From: Marc Brandis <brandis@inf.ethz.ch>

Date: Mon, 6 Feb 95 21:20:59 +0100

Newsgroups: comp.compilers

Organization: Dept. Informatik, Swiss Federal Institute of

Technology (ETH), Zurich, CH

[cut]

There have not really been too many improvements in graph-coloring register

allocation over the last couple of years. Here are some pointers:

P. Briggs. Register Allocation via Graph Coloring. Ph.D. thesis,

Rice University, Houston, Texas. Available as Technical Report Rice

COMP TR92-183. 1992. (also available through ftp, but I do not

have the address)

Excellent work in improving the original Yorktown allocator by Chaitin, and

a very good overview of the field. Includes a lot of hints on how to

actually implement such an allocator.

D. Callahan and B. Koblenz. Register Allocation via Hierarchical Graph

Coloring. In Proceedings of the ACM SIGPLAN '91 Conference on

Programming Language Design and Implementation. Toronto, Canada.

June 1991.

In my opinion, simply the best way to do register allocation known today. It

is very simple to make it work with all kinds of calling conventions or other

physical register requirements. Due to its hierarchical nature, the graphs

to color are rather small, which speeds up the process dramatically. Finally,

the method allows to place spill code intelligently. Highly recommended!

We use it in our optimizing Oberon compiler, and we are very happy with it.

L. Hendren, G. Gao, E. Altman, and C. Mukerji. A Register Allocation

Framework Based on Hierarchical Cyclic Interval Graphs. In Proceedings

of the 4th International Conference on Compiler Construction. Lecture

Notes in Computer Science 641, Springer. 1992.
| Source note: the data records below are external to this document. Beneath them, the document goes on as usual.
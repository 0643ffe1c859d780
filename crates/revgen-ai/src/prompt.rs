//! Prompt assembly for review generation.

use std::fmt::Write;

use crate::client::ReviewRequest;

/// System prompt: establishes the persona and the strict JSON output
/// contract the client parses against.
#[must_use]
pub fn system_prompt(language: &str) -> String {
    format!(
        "You are a customer of an online shop writing a short, natural product \
         review in the language with ISO code '{language}'. \
         Vary tone and length; avoid marketing phrases and superlatives in every \
         sentence. \
         Respond with a single JSON object with exactly these keys: \
         \"reviewer_name\" (a plausible first name, optionally with a last \
         initial), \"rating\" (an integer from 1 to 5, mostly 4 or 5), \
         \"title\" (a short headline), \"content\" (two to five sentences)."
    )
}

/// User prompt: names the product and shop and includes recent real reviews
/// as few-shot samples when available.
#[must_use]
pub fn user_prompt(request: &ReviewRequest<'_>) -> String {
    let mut prompt = format!(
        "Write one review for the product \"{}\" sold by \"{}\".",
        request.product_name, request.shop_name
    );

    if !request.samples.is_empty() {
        prompt.push_str(
            "\n\nHere are recent real reviews from this shop; match their \
             overall tone and length, but do not copy phrases:\n",
        );
        for sample in request.samples {
            let _ = write!(
                prompt,
                "\n- [{}/5] {}: {}",
                sample.rating, sample.title, sample.content
            );
        }
    }

    prompt
}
L. Hendren, G. Gao, E. Altman, and C. Mukerji. Register Allocation

using Cyclic Interval Graphs: A New Approach to an Old Problem. ACAPS

Memo No. 33. Available from FTP_server ftp.cs.mcgill.ca. 1993.
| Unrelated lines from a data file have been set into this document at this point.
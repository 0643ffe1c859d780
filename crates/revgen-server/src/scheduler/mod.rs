//! Background job scheduler.
//!
//! Initialises a [`JobScheduler`] at server startup and registers the two
//! recurring jobs: daily review generation and hourly slot assignment.

use std::sync::Arc;

use chrono::Utc;
use rand::{rngs::StdRng, SeedableRng};
use sqlx::PgPool;
use tokio_cron_scheduler::{Job, JobScheduler, JobSchedulerError};

use revgen_ai::GeneratorClient;
use revgen_engine::GenerationSettings;

/// Builds and starts the background job scheduler.
///
/// Returns the running [`JobScheduler`] handle, which must be kept alive
/// for the lifetime of the process — dropping it shuts down all jobs.
///
/// # Errors
///
/// Returns [`JobSchedulerError`] if the scheduler cannot be initialised,
/// a job cannot be registered, or the scheduler fails to start.
pub async fn build_scheduler(
    pool: PgPool,
    config: Arc<revgen_core::AppConfig>,
) -> Result<JobScheduler, JobSchedulerError> {
    let scheduler = JobScheduler::new().await?;

    register_generation_job(&scheduler, pool.clone(), Arc::clone(&config)).await?;
    register_scheduling_job(&scheduler, pool).await?;

    scheduler.start().await?;
    Ok(scheduler)
}

/// Register the daily generation job.
///
/// Runs every day at 06:00 UTC (`0 0 6 * * *`). For each active shop it
/// computes the weekly deficit and generates pending reviews up to the
/// per-run cap, so a fresh week fills over several mornings instead of in
/// one burst.
async fn register_generation_job(
    scheduler: &JobScheduler,
    pool: PgPool,
    config: Arc<revgen_core::AppConfig>,
) -> Result<(), JobSchedulerError> {
    let pool = Arc::new(pool);

    let job = Job::new_async("0 0 6 * * *", move |_uuid, _lock| {
        let pool = Arc::clone(&pool);
        let config = Arc::clone(&config);

        Box::pin(async move {
            tracing::info!("scheduler: starting daily generation run");
            run_generation_job(&pool, &config).await;
            tracing::info!("scheduler: daily generation run complete");
        })
    })?;

    scheduler.add(job).await?;
    Ok(())
}

/// Register the hourly scheduling job.
///
/// Runs at minute 15 of every hour (`0 15 * * * *`). Auto-approves pending
/// reviews for shops with `auto_approve` set, then assigns posting slots to
/// every approved, unscheduled review.
async fn register_scheduling_job(
    scheduler: &JobScheduler,
    pool: PgPool,
) -> Result<(), JobSchedulerError> {
    let pool = Arc::new(pool);

    let job = Job::new_async("0 15 * * * *", move |_uuid, _lock| {
        let pool = Arc::clone(&pool);

        Box::pin(async move {
            tracing::info!("scheduler: starting hourly scheduling run");
            run_scheduling_job(&pool).await;
            tracing::info!("scheduler: hourly scheduling run complete");
        })
    })?;

    scheduler.add(job).await?;
    Ok(())
}

/// Drive one generation pass over all active shops.
async fn run_generation_job(pool: &PgPool, config: &revgen_core::AppConfig) {
    let Some(api_key) = config.openai_api_key.as_deref() else {
        tracing::info!("scheduler: no generation API key configured; skipping run");
        return;
    };

    let client = match GeneratorClient::with_base_url(
        api_key,
        &config.openai_model,
        config.generation_timeout_secs,
        &config.openai_base_url,
    ) {
        Ok(c) => c,
        Err(e) => {
            tracing::error!(error = %e, "scheduler: failed to build generation client");
            return;
        }
    };

    let shops = match revgen_db::list_active_shops(pool).await {
        Ok(s) => s,
        Err(e) => {
            tracing::error!(error = %e, "scheduler: failed to load active shops");
            return;
        }
    };

    let settings = GenerationSettings {
        max_per_run: config.generation_max_per_run,
        sample_reviews: config.generation_sample_reviews,
        recency_days_back: config.selection_days_back,
    };

    for shop in &shops {
        let mut rng = StdRng::from_os_rng();
        match revgen_engine::generate_reviews_for_shop(pool, &client, shop, settings, &mut rng)
            .await
        {
            Ok(outcome) => {
                tracing::info!(
                    shop = %shop.slug,
                    inserted = outcome.inserted.len(),
                    deficit = outcome.deficit,
                    rate_limited = outcome.rate_limited,
                    "scheduler: generation run for shop complete"
                );
                if outcome.rate_limited {
                    // The provider throttled us; remaining shops would hit
                    // the same limit this run.
                    tracing::warn!("scheduler: rate limited; deferring remaining shops");
                    break;
                }
            }
            Err(e) => {
                tracing::error!(shop = %shop.slug, error = %e, "scheduler: generation run failed");
            }
        }
    }
}

/// Drive one scheduling pass over all active shops.
async fn run_scheduling_job(pool: &PgPool) {
    let shops = match revgen_db::list_active_shops(pool).await {
        Ok(s) => s,
        Err(e) => {
            tracing::error!(error = %e, "scheduler: failed to load active shops");
            return;
        }
    };

    for shop in &shops {
        if shop.auto_approve {
            match revgen_db::approve_pending_reviews(pool, shop.id).await {
                Ok(ids) if !ids.is_empty() => {
                    tracing::info!(shop = %shop.slug, approved = ids.len(), "scheduler: auto-approved pending reviews");
                }
                Ok(_) => {}
                Err(e) => {
                    tracing::warn!(shop = %shop.slug, error = %e, "scheduler: auto-approve failed");
                }
            }
        }

        let review_ids = match revgen_db::list_approved_unscheduled_ids(pool, shop.id).await {
            Ok(ids) => ids,
            Err(e) => {
                tracing::error!(shop = %shop.slug, error = %e, "scheduler: failed to list reviews awaiting slots");
                continue;
            }
        };

        let mut rng = StdRng::from_os_rng();
        match revgen_engine::schedule_reviews_for_shop(pool, shop.id, &review_ids, Utc::now(), &mut rng)
            .await
        {
            Ok(outcome) if !outcome.scheduled.is_empty() || !outcome.unplaced.is_empty() => {
                tracing::info!(
                    shop = %shop.slug,
                    scheduled = outcome.scheduled.len(),
                    unplaced = outcome.unplaced.len(),
                    "scheduler: scheduling run for shop complete"
                );
            }
            Ok(_) => {}
            Err(e) => {
                tracing::error!(shop = %shop.slug, error = %e, "scheduler: scheduling run failed");
            }
        }
    }
}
Not exactly a graph coloring method, but a very interesting approach. Instead

of interference graphs, interval graphs are used. It allows to carefully select

values which should be located in the same register in order to maximize usage

of the register (which closely corresponds to minimizing the amount of spilling

required). This work is still under research, and I see a couple of problems

making it work for general flow graphs, but if you want to do research in the

field, this is at least very interesting reading.

Hope this helps.

Marc

Marc-Michael Brandis

Institute for Computer Systems

ETH-Zentrum (Swiss Federal Institute of Technology)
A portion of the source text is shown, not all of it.